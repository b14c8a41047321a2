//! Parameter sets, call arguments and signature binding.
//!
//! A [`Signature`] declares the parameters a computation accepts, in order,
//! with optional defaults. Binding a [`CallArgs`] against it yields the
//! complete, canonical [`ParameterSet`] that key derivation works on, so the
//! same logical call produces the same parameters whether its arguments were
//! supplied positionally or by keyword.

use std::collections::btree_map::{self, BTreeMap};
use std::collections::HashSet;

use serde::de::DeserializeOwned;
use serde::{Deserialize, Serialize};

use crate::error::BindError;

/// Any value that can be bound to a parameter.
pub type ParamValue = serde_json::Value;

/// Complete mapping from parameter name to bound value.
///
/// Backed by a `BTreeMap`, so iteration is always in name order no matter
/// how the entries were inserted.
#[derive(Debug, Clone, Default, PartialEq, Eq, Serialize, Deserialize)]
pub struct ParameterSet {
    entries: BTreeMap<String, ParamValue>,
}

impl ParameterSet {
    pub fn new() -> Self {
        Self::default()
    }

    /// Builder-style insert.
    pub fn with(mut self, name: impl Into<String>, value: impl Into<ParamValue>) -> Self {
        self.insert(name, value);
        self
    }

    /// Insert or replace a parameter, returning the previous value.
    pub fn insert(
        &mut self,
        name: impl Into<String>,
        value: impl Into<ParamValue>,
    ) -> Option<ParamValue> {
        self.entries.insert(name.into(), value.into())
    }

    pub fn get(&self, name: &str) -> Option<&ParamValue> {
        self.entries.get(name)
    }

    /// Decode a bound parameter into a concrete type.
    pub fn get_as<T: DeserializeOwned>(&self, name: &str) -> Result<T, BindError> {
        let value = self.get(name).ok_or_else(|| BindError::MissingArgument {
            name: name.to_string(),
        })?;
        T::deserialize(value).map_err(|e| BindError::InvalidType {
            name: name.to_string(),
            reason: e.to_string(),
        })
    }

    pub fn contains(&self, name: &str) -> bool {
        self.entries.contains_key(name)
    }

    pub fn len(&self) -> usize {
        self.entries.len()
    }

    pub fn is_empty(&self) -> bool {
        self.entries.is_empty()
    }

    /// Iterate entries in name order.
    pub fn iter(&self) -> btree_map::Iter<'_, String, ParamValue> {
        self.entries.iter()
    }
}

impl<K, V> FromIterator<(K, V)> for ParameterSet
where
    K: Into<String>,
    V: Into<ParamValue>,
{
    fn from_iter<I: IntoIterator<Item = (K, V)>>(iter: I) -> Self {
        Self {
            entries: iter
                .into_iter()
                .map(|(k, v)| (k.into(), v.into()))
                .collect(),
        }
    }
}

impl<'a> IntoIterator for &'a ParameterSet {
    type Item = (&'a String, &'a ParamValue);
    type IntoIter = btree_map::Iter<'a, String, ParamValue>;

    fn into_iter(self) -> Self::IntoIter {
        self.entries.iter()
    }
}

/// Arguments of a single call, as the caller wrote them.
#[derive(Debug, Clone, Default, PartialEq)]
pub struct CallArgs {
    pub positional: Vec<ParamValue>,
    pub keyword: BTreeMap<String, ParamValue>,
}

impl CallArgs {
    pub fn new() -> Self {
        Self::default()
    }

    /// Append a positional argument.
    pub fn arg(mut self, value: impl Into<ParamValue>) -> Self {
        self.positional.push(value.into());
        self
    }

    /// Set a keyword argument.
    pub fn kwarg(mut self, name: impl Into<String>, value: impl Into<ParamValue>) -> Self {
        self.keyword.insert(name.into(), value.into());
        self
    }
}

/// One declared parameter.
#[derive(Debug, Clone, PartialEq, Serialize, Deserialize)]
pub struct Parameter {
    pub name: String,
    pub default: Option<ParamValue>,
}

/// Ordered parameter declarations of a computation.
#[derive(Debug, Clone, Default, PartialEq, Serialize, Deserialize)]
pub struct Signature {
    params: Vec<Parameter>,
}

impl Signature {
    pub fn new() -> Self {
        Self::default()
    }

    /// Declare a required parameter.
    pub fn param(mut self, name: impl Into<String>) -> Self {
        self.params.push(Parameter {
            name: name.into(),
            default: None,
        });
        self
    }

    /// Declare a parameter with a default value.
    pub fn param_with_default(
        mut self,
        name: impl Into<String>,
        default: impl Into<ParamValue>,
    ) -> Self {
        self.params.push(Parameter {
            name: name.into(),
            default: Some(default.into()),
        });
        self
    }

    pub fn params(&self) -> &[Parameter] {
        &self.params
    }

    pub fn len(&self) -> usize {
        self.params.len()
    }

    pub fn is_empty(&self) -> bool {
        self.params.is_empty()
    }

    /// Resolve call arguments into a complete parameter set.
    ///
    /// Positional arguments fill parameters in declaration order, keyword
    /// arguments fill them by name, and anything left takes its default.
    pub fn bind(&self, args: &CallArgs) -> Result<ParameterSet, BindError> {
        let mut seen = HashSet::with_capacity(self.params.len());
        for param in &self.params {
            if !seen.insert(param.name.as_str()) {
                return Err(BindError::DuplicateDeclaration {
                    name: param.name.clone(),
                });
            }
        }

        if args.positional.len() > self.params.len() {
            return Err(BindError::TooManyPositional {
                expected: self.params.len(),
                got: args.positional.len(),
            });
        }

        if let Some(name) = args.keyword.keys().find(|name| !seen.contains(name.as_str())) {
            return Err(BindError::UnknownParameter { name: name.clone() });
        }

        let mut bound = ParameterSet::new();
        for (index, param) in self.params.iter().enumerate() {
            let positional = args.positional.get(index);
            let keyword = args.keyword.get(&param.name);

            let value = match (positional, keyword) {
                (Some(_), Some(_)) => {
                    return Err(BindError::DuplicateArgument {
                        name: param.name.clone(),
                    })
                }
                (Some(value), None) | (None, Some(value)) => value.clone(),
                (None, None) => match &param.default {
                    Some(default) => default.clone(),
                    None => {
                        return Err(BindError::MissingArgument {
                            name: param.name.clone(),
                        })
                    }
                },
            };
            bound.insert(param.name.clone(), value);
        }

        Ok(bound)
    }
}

◇ ◇ ◇ ◇

What you should do: The records above should be duplicated in full, exactly as given.

Response to the task:
repository b14c8a41047321a2
//! Parameter sets, call arguments and signature binding.
//!
//! A [`Signature`] declares the parameters a computation accepts, in order,
//! with optional defaults. Binding a [`CallArgs`] against it yields the
//! complete, canonical [`ParameterSet`] that key derivation works on, so the
//! same logical call produces the same parameters whether its arguments were
//! supplied positionally or by keyword.

use std::collections::btree_map::{self, BTreeMap};
use std::collections::HashSet;

use serde::de::DeserializeOwned;
use serde::{Deserialize, Serialize};

use crate::error::BindError;

/// Any value that can be bound to a parameter.
pub type ParamValue = serde_json::Value;

/// Complete mapping from parameter name to bound value.
///
/// Backed by a `BTreeMap`, so iteration is always in name order no matter
/// how the entries were inserted.
#[derive(Debug, Clone, Default, PartialEq, Eq, Serialize, Deserialize)]
pub struct ParameterSet {
    entries: BTreeMap<String, ParamValue>,
}

impl ParameterSet {
    pub fn new() -> Self {
        Self::default()
    }

    /// Builder-style insert.
    pub fn with(mut self, name: impl Into<String>, value: impl Into<ParamValue>) -> Self {
        self.insert(name, value);
        self
    }

    /// Insert or replace a parameter, returning the previous value.
    pub fn insert(
        &mut self,
        name: impl Into<String>,
        value: impl Into<ParamValue>,
    ) -> Option<ParamValue> {
        self.entries.insert(name.into(), value.into())
    }

    pub fn get(&self, name: &str) -> Option<&ParamValue> {
        self.entries.get(name)
    }

    /// Decode a bound parameter into a concrete type.
    pub fn get_as<T: DeserializeOwned>(&self, name: &str) -> Result<T, BindError> {
        let value = self.get(name).ok_or_else(|| BindError::MissingArgument {
            name: name.to_string(),
        })?;
        T::deserialize(value).map_err(|e| BindError::InvalidType {
            name: name.to_string(),
            reason: e.to_string(),
        })
    }

    pub fn contains(&self, name: &str) -> bool {
        self.entries.contains_key(name)
    }

    pub fn len(&self) -> usize {
        self.entries.len()
    }

    pub fn is_empty(&self) -> bool {
        self.entries.is_empty()
    }

    /// Iterate entries in name order.
    pub fn iter(&self) -> btree_map::Iter<'_, String, ParamValue> {
        self.entries.iter()
    }
}

impl<K, V> FromIterator<(K, V)> for ParameterSet
where
    K: Into<String>,
    V: Into<ParamValue>,
{
    fn from_iter<I: IntoIterator<Item = (K, V)>>(iter: I) -> Self {
        Self {
            entries: iter
                .into_iter()
                .map(|(k, v)| (k.into(), v.into()))
                .collect(),
        }
    }
}

impl<'a> IntoIterator for &'a ParameterSet {
    type Item = (&'a String, &'a ParamValue);
    type IntoIter = btree_map::Iter<'a, String, ParamValue>;

    fn into_iter(self) -> Self::IntoIter {
        self.entries.iter()
    }
}

/// Arguments of a single call, as the caller wrote them.
#[derive(Debug, Clone, Default, PartialEq)]
pub struct CallArgs {
    pub positional: Vec<ParamValue>,
    pub keyword: BTreeMap<String, ParamValue>,
}

impl CallArgs {
    pub fn new() -> Self {
        Self::default()
    }

    /// Append a positional argument.
    pub fn arg(mut self, value: impl Into<ParamValue>) -> Self {
        self.positional.push(value.into());
        self
    }

    /// Set a keyword argument.
    pub fn kwarg(mut self, name: impl Into<String>, value: impl Into<ParamValue>) -> Self {
        self.keyword.insert(name.into(), value.into());
        self
    }
}

/// One declared parameter.
#[derive(Debug, Clone, PartialEq, Serialize, Deserialize)]
pub struct Parameter {
    pub name: String,
    pub default: Option<ParamValue>,
}

/// Ordered parameter declarations of a computation.
#[derive(Debug, Clone, Default, PartialEq, Serialize, Deserialize)]
pub struct Signature {
    params: Vec<Parameter>,
}

impl Signature {
    pub fn new() -> Self {
        Self::default()
    }

    /// Declare a required parameter.
    pub fn param(mut self, name: impl Into<String>) -> Self {
        self.params.push(Parameter {
            name: name.into(),
            default: None,
        });
        self
    }

    /// Declare a parameter with a default value.
    pub fn param_with_default(
        mut self,
        name: impl Into<String>,
        default: impl Into<ParamValue>,
    ) -> Self {
        self.params.push(Parameter {
            name: name.into(),
            default: Some(default.into()),
        });
        self
    }

    pub fn params(&self) -> &[Parameter] {
        &self.params
    }

    pub fn len(&self) -> usize {
        self.params.len()
    }

    pub fn is_empty(&self) -> bool {
        self.params.is_empty()
    }

    /// Resolve call arguments into a complete parameter set.
    ///
    /// Positional arguments fill parameters in declaration order, keyword
    /// arguments fill them by name, and anything left takes its default.
    pub fn bind(&self, args: &CallArgs) -> Result<ParameterSet, BindError> {
        let mut seen = HashSet::with_capacity(self.params.len());
        for param in &self.params {
            if !seen.insert(param.name.as_str()) {
                return Err(BindError::DuplicateDeclaration {
                    name: param.name.clone(),
                });
            }
        }

        if args.positional.len() > self.params.len() {
            return Err(BindError::TooManyPositional {
                expected: self.params.len(),
                got: args.positional.len(),
            });
        }

        if let Some(name) = args.keyword.keys().find(|name| !seen.contains(name.as_str())) {
            return Err(BindError::UnknownParameter { name: name.clone() });
        }

        let mut bound = ParameterSet::new();
        for (index, param) in self.params.iter().enumerate() {
            let positional = args.positional.get(index);
            let keyword = args.keyword.get(&param.name);

            let value = match (positional, keyword) {
                (Some(_), Some(_)) => {
                    return Err(BindError::DuplicateArgument {
                        name: param.name.clone(),
                    })
                }
                (Some(value), None) | (None, Some(value)) => value.clone(),
                (None, None) => match &param.default {
                    Some(default) => default.clone(),
                    None => {
                        return Err(BindError::MissingArgument {
                            name: param.name.clone(),
                        })
                    }
                },
            };
            bound.insert(param.name.clone(), value);
        }

        Ok(bound)
    }
}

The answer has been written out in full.